A recent research reveals that when you have additional time sleeping, it can increase your productivity and could raise your salary, but people struggle at work due to inadequate night sleep.
A study from two institutions – Williams College in Massachusetts and the University of California at San Diego shows that a one-hour increase in sleep each week can raise wages by about half as much as an additional year of education.
Matthew Gibson and Jeffrey Shrader, who led the research, said that, ‘These results suggest that sleep is a crucial determinant of wages, rivaling ability and human capital in importance. But it isn’t simply a case of squeezing in an extra hour and expecting the money to roll in.
‘Instead, it is more a subtle interaction between how people schedule their lives, how much time they have to sleep, and how that affects their performance at work.’
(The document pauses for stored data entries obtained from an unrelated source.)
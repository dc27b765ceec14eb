pub mod syndication;
use bluesky_client::{External, PostRecord};
use chrono::{DateTime, SecondsFormat, SubsecRound, Utc};
use url::Url;

/// Build the link-card post announcing `uri`, stamped with the current time.
pub fn build_post(message: &str, uri: &str, title: &str, description: &str) -> PostRecord {
    build_post_at(message, uri, title, description, Utc::now())
}

/// Same as `build_post` with an explicit creation time.
pub fn build_post_at(
    message: &str,
    uri: &str,
    title: &str,
    description: &str,
    created_at: DateTime<Utc>,
) -> PostRecord {
    PostRecord::with_external_link(
        message,
        format_created_at(created_at),
        External {
            uri: uri.to_string(),
            title: title.to_string(),
            description: description.to_string(),
        },
    )
}

/// RFC 3339 in UTC with a `Z` suffix; milliseconds only when non-zero.
pub fn format_created_at(created_at: DateTime<Utc>) -> String {
    created_at
        .trunc_subsecs(3)
        .to_rfc3339_opts(SecondsFormat::AutoSi, true)
}

/// Resolve a post's site-relative path against the configured site URL.
pub fn resolve_post_url(site_url: &str, path: &str) -> Result<Url, url::ParseError> {
    Url::parse(site_url)?.join(path)
}
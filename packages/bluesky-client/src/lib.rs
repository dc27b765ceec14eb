//! Pure Bluesky / AT Protocol XRPC client.
//!
//! A minimal client for a Personal Data Server (PDS). Supports creating an
//! app-password session and writing records into the account's repository.
//!
//! # Example
//!
//! ```rust,ignore
//! use bluesky_client::{BlueskyClient, External, PostRecord};
//!
//! let client = BlueskyClient::new("https://bsky.social");
//! let session = client.create_session("alice.bsky.social", "app-password").await?;
//!
//! let record = PostRecord::with_external_link(
//!     "New on the blog",
//!     "2024-01-01T00:00:00Z",
//!     External {
//!         uri: "https://example.com/posts/hello/".into(),
//!         title: "Example Blog".into(),
//!         description: "Hello".into(),
//!     },
//! );
//! let created = client.create_post(&session, &record).await?;
//! println!("{}", created.uri);
//! ```

pub mod error;
pub mod types;

pub use error::{BlueskyError, Result};
pub use types::{
    CreateRecordResponse, External, ExternalEmbed, PostRecord, Session, EXTERNAL_EMBED_TYPE,
    POST_COLLECTION,
};

use serde::{de::DeserializeOwned, Serialize};
use types::{CreateRecordRequest, CreateSessionRequest, XrpcErrorBody};

/// Default PDS used by Bluesky-hosted accounts.
pub const DEFAULT_PDS_URL: &str = "https://bsky.social";

const CREATE_SESSION: &str = "com.atproto.server.createSession";
const CREATE_RECORD: &str = "com.atproto.repo.createRecord";

#[derive(Debug, Clone)]
pub struct BlueskyClient {
    client: reqwest::Client,
    base_url: String,
}

impl BlueskyClient {
    pub fn new(base_url: impl Into<String>) -> Self {
        Self::with_http_client(reqwest::Client::new(), base_url)
    }

    /// Use a preconfigured HTTP client (timeouts, proxies, user agent).
    pub fn with_http_client(client: reqwest::Client, base_url: impl Into<String>) -> Self {
        let base_url = base_url.into().trim_end_matches('/').to_string();
        Self { client, base_url }
    }

    pub fn base_url(&self) -> &str {
        &self.base_url
    }

    fn xrpc_url(&self, method: &str) -> String {
        format!("{}/xrpc/{}", self.base_url, method)
    }

    /// Exchange a handle and app password for an access token.
    pub async fn create_session(&self, identifier: &str, password: &str) -> Result<Session> {
        let body = CreateSessionRequest {
            identifier,
            password,
        };

        tracing::debug!(pds = %self.base_url, identifier, "Creating Bluesky session");

        let resp = self
            .client
            .post(self.xrpc_url(CREATE_SESSION))
            .json(&body)
            .send()
            .await?;

        read_json(resp).await
    }

    /// Write a record into the session account's repository.
    pub async fn create_record<R: Serialize>(
        &self,
        session: &Session,
        collection: &str,
        record: &R,
    ) -> Result<CreateRecordResponse> {
        let body = CreateRecordRequest {
            repo: &session.did,
            collection,
            record,
        };

        tracing::debug!(pds = %self.base_url, repo = %session.did, collection, "Creating record");

        let resp = self
            .client
            .post(self.xrpc_url(CREATE_RECORD))
            .bearer_auth(&session.access_jwt)
            .json(&body)
            .send()
            .await?;

        read_json(resp).await
    }

    /// Create an `app.bsky.feed.post` record.
    pub async fn create_post(
        &self,
        session: &Session,
        post: &PostRecord,
    ) -> Result<CreateRecordResponse> {
        self.create_record(session, POST_COLLECTION, post).await
    }
}

async fn read_json<T: DeserializeOwned>(resp: reqwest::Response) -> Result<T> {
    let status = resp.status();
    if !status.is_success() {
        let body = resp.text().await.unwrap_or_default();
        return Err(BlueskyError::Api {
            status: status.as_u16(),
            message: error_message(&body),
        });
    }

    let unreadable = |message: String| BlueskyError::Unreadable {
        status: status.as_u16(),
        message,
    };

    let body = resp
        .text()
        .await
        .map_err(|e| unreadable(format!("Failed to read response body: {}", e)))?;
    serde_json::from_str(&body)
        .map_err(|e| unreadable(format!("Unexpected response body: {}", e)))
}

/// Render an XRPC error body as `Error: message`, falling back to the raw body.
fn error_message(body: &str) -> String {
    match serde_json::from_str::<XrpcErrorBody>(body) {
        Ok(XrpcErrorBody {
            error,
            message: Some(message),
        }) => format!("{}: {}", error, message),
        Ok(XrpcErrorBody { error, .. }) => error,
        Err(_) => body.to_string(),
    }
}
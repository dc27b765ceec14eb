// Bluesky Publisher - syndication core
//
// Announces a saved blog post on Bluesky exactly once. The host (a CMS hook,
// the `publish` binary, a job runner) hands a ContentItem to
// `domains::syndication::publish`; everything the pipeline touches outside
// itself goes through the kernel traits.

pub mod config;
pub mod domains;
pub mod kernel;

pub use config::*;
pub use domains::syndication::{publish, ContentId, ContentItem, FailureReason, PublishOutcome};
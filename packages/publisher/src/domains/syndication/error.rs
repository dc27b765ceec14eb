//! Errors raised inside the publish pipeline.
//!
//! None of these escape `publish`: each one is logged and mapped onto
//! `PublishOutcome::Failed` at the pipeline boundary.

use bluesky_client::BlueskyError;
use thiserror::Error;

use super::models::FailureReason;

pub type Result<T> = std::result::Result<T, SyndicationError>;

#[derive(Debug, Error)]
pub enum SyndicationError {
    #[error("Login to Bluesky failed: {0}")]
    Authentication(#[source] BlueskyError),

    #[error("Posting to Bluesky failed: {0}")]
    Delivery(#[source] BlueskyError),

    #[error("Plugin store error: {0:#}")]
    Storage(#[source] anyhow::Error),

    #[error("Invalid site URL {site_url:?}: {source}")]
    InvalidSiteUrl {
        site_url: String,
        #[source]
        source: url::ParseError,
    },
}

impl SyndicationError {
    pub fn reason(&self) -> FailureReason {
        match self {
            SyndicationError::Authentication(_) => FailureReason::Auth,
            SyndicationError::Delivery(_) => FailureReason::Delivery,
            SyndicationError::Storage(_) => FailureReason::Storage,
            SyndicationError::InvalidSiteUrl { .. } => FailureReason::InvalidSiteUrl,
        }
    }
}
According to the research, ‘a different time across the US was used to perform the study. Pre-study had shown that early sunsets in winter cause people to sleep longer as against those that live where the sun sets an hour later. They tend to sleep about 20 minutes less per week.’
The study used the significant differences between workers across the time zone to estimate how much sleep affects wages. ‘Their results showed that an hour of extra sleep each week increases wages by five per cent, which equates to an additional $1,570 (£1,252) a year for the average American.
‘If workers around you are having better sleep, and therefore being more productive at work, it could rub off on you, making you more productive too. ‘Our wage regressions demonstrate that sleep has a powerful impact on labor market outcomes and should be considered an integral part of a worker’s utility maximisation problem.